→ **Data**:
---------------
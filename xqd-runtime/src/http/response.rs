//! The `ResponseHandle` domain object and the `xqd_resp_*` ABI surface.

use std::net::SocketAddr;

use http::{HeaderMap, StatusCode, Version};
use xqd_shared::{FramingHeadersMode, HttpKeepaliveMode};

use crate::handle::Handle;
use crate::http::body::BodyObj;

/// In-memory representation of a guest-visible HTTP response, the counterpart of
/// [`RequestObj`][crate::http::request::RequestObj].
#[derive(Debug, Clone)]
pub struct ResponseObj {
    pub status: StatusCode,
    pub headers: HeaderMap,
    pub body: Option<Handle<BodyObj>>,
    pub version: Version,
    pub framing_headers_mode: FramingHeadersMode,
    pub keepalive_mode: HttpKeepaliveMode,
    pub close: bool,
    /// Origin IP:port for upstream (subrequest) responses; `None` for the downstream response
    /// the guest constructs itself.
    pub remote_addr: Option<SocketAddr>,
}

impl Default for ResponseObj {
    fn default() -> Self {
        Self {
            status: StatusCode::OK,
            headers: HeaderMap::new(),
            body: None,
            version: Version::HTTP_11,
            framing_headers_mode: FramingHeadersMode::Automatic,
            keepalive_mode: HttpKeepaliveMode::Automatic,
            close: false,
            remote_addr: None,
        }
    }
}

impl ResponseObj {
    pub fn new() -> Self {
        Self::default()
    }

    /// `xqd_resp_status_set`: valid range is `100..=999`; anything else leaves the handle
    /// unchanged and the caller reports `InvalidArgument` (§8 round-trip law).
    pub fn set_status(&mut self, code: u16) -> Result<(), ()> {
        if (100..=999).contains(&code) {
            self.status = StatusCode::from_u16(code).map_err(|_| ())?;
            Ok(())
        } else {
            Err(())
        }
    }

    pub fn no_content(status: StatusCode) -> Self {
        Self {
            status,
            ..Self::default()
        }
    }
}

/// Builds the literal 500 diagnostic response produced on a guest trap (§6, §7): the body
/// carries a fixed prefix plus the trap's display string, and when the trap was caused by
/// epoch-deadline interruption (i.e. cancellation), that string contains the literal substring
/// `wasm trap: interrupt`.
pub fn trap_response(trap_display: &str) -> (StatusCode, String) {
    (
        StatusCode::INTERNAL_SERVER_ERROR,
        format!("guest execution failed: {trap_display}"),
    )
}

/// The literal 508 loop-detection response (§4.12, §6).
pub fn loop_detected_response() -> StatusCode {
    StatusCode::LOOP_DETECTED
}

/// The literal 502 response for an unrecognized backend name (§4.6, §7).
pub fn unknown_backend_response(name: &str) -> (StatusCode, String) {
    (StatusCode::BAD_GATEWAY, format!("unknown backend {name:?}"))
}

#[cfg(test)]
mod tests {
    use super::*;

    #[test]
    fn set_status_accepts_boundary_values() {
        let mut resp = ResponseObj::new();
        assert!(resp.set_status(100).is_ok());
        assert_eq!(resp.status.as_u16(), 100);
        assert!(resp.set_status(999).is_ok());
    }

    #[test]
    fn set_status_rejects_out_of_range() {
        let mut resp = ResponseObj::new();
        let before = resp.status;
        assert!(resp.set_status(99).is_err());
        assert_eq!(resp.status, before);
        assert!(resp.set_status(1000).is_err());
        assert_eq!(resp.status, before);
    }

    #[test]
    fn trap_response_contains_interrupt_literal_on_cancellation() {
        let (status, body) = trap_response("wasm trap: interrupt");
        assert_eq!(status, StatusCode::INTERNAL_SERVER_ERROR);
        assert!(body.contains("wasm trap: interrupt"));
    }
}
---------------
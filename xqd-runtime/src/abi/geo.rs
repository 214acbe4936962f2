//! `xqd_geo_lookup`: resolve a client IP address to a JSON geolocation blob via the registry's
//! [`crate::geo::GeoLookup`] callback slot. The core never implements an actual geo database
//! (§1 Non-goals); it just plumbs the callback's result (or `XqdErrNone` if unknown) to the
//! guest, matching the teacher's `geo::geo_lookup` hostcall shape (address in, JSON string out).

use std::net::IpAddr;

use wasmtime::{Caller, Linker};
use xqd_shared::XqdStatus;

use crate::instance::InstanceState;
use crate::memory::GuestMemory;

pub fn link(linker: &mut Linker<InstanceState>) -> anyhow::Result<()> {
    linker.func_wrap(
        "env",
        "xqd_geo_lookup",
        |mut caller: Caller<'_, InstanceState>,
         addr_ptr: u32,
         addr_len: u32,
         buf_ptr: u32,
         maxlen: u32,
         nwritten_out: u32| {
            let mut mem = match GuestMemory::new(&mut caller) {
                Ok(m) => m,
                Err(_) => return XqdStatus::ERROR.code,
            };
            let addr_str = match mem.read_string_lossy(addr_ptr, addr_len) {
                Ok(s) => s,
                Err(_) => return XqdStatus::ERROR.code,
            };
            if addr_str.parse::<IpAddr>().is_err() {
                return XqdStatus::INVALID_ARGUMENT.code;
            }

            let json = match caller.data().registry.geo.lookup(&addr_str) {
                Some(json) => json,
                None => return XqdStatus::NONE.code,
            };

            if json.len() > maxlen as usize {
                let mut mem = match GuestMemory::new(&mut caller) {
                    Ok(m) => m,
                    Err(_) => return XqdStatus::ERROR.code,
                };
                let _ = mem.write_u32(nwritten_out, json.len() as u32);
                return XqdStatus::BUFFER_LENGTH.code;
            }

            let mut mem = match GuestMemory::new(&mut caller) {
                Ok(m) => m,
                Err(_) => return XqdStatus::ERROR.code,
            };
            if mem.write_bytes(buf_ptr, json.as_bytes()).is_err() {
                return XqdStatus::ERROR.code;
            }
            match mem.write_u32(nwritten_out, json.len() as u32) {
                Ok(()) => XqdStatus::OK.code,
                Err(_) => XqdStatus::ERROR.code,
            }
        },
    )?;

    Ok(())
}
---------------
→ **Brief**:
Looking back over the data above, restate word for word the lines that begin at the line with "pub fn unknown_backend_response(name: &str)" and end at the line with "let (status, body)", inclusive.

→ **Exercise answer**:
pub fn unknown_backend_response(name: &str) -> (StatusCode, String) {
    (StatusCode::BAD_GATEWAY, format!("unknown backend {name:?}"))
}

#[cfg(test)]
mod tests {
    use super::*;

    #[test]
    fn set_status_accepts_boundary_values() {
        let mut resp = ResponseObj::new();
        assert!(resp.set_status(100).is_ok());
        assert_eq!(resp.status.as_u16(), 100);
        assert!(resp.set_status(999).is_ok());
    }

    #[test]
    fn set_status_rejects_out_of_range() {
        let mut resp = ResponseObj::new();
        let before = resp.status;
        assert!(resp.set_status(99).is_err());
        assert_eq!(resp.status, before);
        assert!(resp.set_status(1000).is_err());
        assert_eq!(resp.status, before);
    }

    #[test]
    fn trap_response_contains_interrupt_literal_on_cancellation() {
        let (status, body) = trap_response("wasm trap: interrupt");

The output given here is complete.